Nonetheless, with a 3.5 tonne tow-rating (with the power to pull it easily), it is certainly capable of hard work. And, true to its heritage, Like Toyota’s big 200 Series Landcruiser, that 4WD system under this big Patrol can get you and a caravan into and out of some of Australia’s more spectacular adventure destinations.

We’ve had it on sand, and up deeply rutted fire-trails – its performance off-road is certainly impressive. But, we think, there will be few drivers who would consider risking those expensive sills and panels in getting right off-road.

The truth of it is, that, while the capability is there, this big powerful and comfortable SUV will more likely spend its time on the tarmac as a weekend tow vehicle, a family bus for the well-heeled, or as an ‘open cut’ staff car.

The penalty for that powerful V8 engine is in truly awful fuel consumption. We averaged 16.8 l/100km in mostly light driving.

Hitch a boat or a horse float behind, or spend an hour or more a day in the city commute, and that figure will quickly worsen.

This is the Patrol V8’s Achilles heel, and one you will need to consider carefully if you’re a private buyer. It has a 140 litre fuel tank, but it will need it.



ANCAP rating: Not yet tested.

Safety Features: Reversing camera; ‘around-view’ monitor, dynamic and traction control; ABS brakes with Electronic Brakeforce Distribution (EBD); hill descent control; hill start assist; front and rear ventilated disc brakes, rear differential lock, rear Helical limited slip differential (LSD), speed sensitive power steering, tyre pressure monitoring system, six airbags including side impact and curtain airbags; front active headrests.



Three year/100,000 kms warranty, 24-Hour Roadside Assistance Program, myNissan Capped Price Servicing



Nissan’s Patrol V8 goes head-to-head with Toyota’s top-selling LandCruiser. We’re talking the 200 Series in VX ($92,500) and Sahara ($113,500) guise.

While Toyota’s 4.6-litre V8 is outgunned with 227kW/439Nm and the transmission is one ratio shorter than the Patrol (LandCruiser runs a six-speeder), we think the Toyota behemoth is a shade in-front for driving dynamics – the steering is just that bit sharper in response and body control is marginally better.

If you’re shopping in this neighbourhood, the Patrol’s close cousin, the Infiniti QX80 is a confrontingly-styled but super-luxurious consideration.

Our recommendation though would be to look seriously at the diesel competition in the Toyota Prado Kakadu, and the top-spec Ford Everest Titanium.

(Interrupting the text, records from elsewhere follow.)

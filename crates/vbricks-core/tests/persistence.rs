//! Project save/restore round trips.

use std::collections::BTreeSet;
use vbricks_core::{configfile, Factory, PlugMode, Settings};

fn factory(dir: &tempfile::TempDir) -> Factory {
    Factory::new(Settings::rooted_at(dir.path()))
}

/// `(type, name)` of every brick and event.
fn entities(f: &Factory) -> BTreeSet<(String, String)> {
    f.bricks()
        .map(|b| (b.type_name().to_string(), b.name.clone()))
        .chain(f.events().map(|e| ("Event".to_string(), e.name.clone())))
        .collect()
}

/// `(brick, plug index, sock nickname or mode)` for every plug.
fn topology(f: &Factory) -> BTreeSet<(String, usize, String)> {
    let mut links = BTreeSet::new();
    for brick in f.bricks() {
        for (i, plug) in brick.plugs.iter().filter_map(|p| f.links.plug(*p)).enumerate() {
            let target = match plug.mode {
                PlugMode::Vde => plug
                    .sock
                    .and_then(|s| f.links.sock(s))
                    .map(|s| s.nickname.clone())
                    .unwrap_or_default(),
                PlugMode::User => "user".into(),
                PlugMode::HostOnly => "hostonly".into(),
            };
            links.insert((brick.name.clone(), i, target));
        }
    }
    links
}

#[test]
fn test_round_trip() {
    let dir = tempfile::tempdir().unwrap();
    let mut f = factory(&dir);

    f.remote_host_entry("10.0.0.2").password = "pw".into();
    f.add_image("debian", "/srv/debian.img", None).unwrap();
    f.set_image_readonly("debian", true).unwrap();

    f.newbrick("switch", "sw1", None).unwrap();
    f.newbrick("switch", "sw2", None).unwrap();
    f.configure("sw2", &["numports=64".to_string(), "hub=True".to_string()]).unwrap();
    f.newbrick("wire", "w1", None).unwrap();
    f.connect_to("w1", "sw1_port").unwrap();
    f.connect_to("w1", "sw2_port").unwrap();
    f.newbrick("wirefilter", "wf1", None).unwrap();
    f.configure("wf1", &["delay=20".to_string(), "delayJ=5".to_string()]).unwrap();
    f.connect_to("wf1", "sw2_port").unwrap();

    f.newbrick("qemu", "vm1", None).unwrap();
    f.configure("vm1", &["basehda=debian".to_string(), "privatehda=True".to_string(), "ram=512".to_string()])
        .unwrap();
    f.add_vm_plug("vm1", Some("sw1_port"), PlugMode::Vde, "e1000", "00:aa:00:00:00:01")
        .unwrap();
    f.add_vm_plug("vm1", None, PlugMode::User, "rtl8139", "00:aa:00:00:00:02")
        .unwrap();
    f.add_vm_plug("vm1", None, PlugMode::HostOnly, "rtl8139", "00:aa:00:00:00:03")
        .unwrap();
    f.add_vm_sock("vm1", "virtio", "00:aa:00:00:00:04").unwrap();
    f.newbrick("qemu", "vm2", None).unwrap();
    f.add_vm_plug("vm2", Some("vm1_sock_eth0"), PlugMode::Vde, "virtio", "00:aa:00:00:00:05")
        .unwrap();

    f.newbrick("switch", "rsw", Some("10.0.0.2")).unwrap();
    f.newevent("ev1").unwrap();
    f.configure("ev1", &["delay=3".to_string()]).unwrap();
    f.configure("ev1", &["addsh".to_string(), "echo".to_string(), "it's".to_string()]).unwrap();

    let path = dir.path().join("lab.vbl");
    configfile::save(&mut f, &path).unwrap();

    let mut g = factory(&dir);
    configfile::restore(&mut g, &path).unwrap();

    assert_eq!(entities(&f), entities(&g));
    assert_eq!(topology(&f), topology(&g));
    assert_eq!(g.project.id, f.project.id);

    assert!(g.images["debian"].readonly);
    assert!(g.images["debian"].users.contains("vm1"));
    assert_eq!(g.remote_hosts["10.0.0.2"].password, "pw");
    assert_eq!(g.brick("rsw").unwrap().homehost.as_deref(), Some("10.0.0.2"));
    assert_eq!(g.brick("sw2").unwrap().config.int("numports"), 64);
    assert_eq!(g.brick("wf1").unwrap().config.str("delayJ"), "5");
    assert_eq!(
        g.brick("vm1").unwrap().config.str("uuid"),
        f.brick("vm1").unwrap().config.str("uuid")
    );
    assert_eq!(g.event("ev1").unwrap().actions, f.event("ev1").unwrap().actions);

    let vm1 = g.brick("vm1").unwrap();
    let nic = g.links.plug(vm1.plugs[0]).unwrap().nic.clone().unwrap();
    assert_eq!((nic.model.as_str(), nic.mac.as_str()), ("e1000", "00:aa:00:00:00:01"));

    // Saving the restored project reproduces the same text.
    assert_eq!(configfile::to_text(&f), configfile::to_text(&g));
}

#[test]
fn test_dangling_records_are_skipped() {
    let dir = tempfile::tempdir().unwrap();
    let mut f = factory(&dir);
    let text = "\
[Project:lab]
id=9

[Switch:sw1]

[DiskImage:broken]
readonly=False

[Toaster:t1]
heat=9

[Wire:w1]

link|w1|sw1_port
link|ghost|sw1_port
link|w1|nowhere
bogus line

[Switch:sw2]
";
    configfile::restore_text(&mut f, text).unwrap();
    assert!(f.brick("t1").is_none());
    assert!(f.images.is_empty());
    assert!(f.brick("sw2").is_some());
    let w1 = f.brick("w1").unwrap();
    let plug = f.links.plug(w1.plugs[0]).unwrap();
    assert_eq!(plug.sock, f.links.find_sock("sw1_port"));
    assert!(f.links.plug(w1.plugs[1]).unwrap().sock.is_none());
}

Here’s the thing: after a week behind the wheel, we came to enjoy driving Nissan’s Patrol V8 Ti. The key is to accept it for what it is – none of these uber-luxury full-size SUVs have been engineered to set lap records around a race circuit.

What the Nissan Patrol V8 Ti does very well is cosset you and your family in spacious and luxurious surroundings while packing the immense reserves of a powerful V8 under the bonnet.

That V8 will flatten any hill, and tow a large van absolutely effortlessly.

Some of the diesel twin-cabs and their SUV variants may match that 3500kg tow rating, but none will haul it as easily as the Patrol. And that alone may be a deal clincher.

It will also do all of that, with the load hitched behind, and access nearly any off-road destination you’re capable of finding on a map.

So in that context, there is a place for this big, solid, very well-built Patrol. But think about that fuel consumption carefully before you make the leap.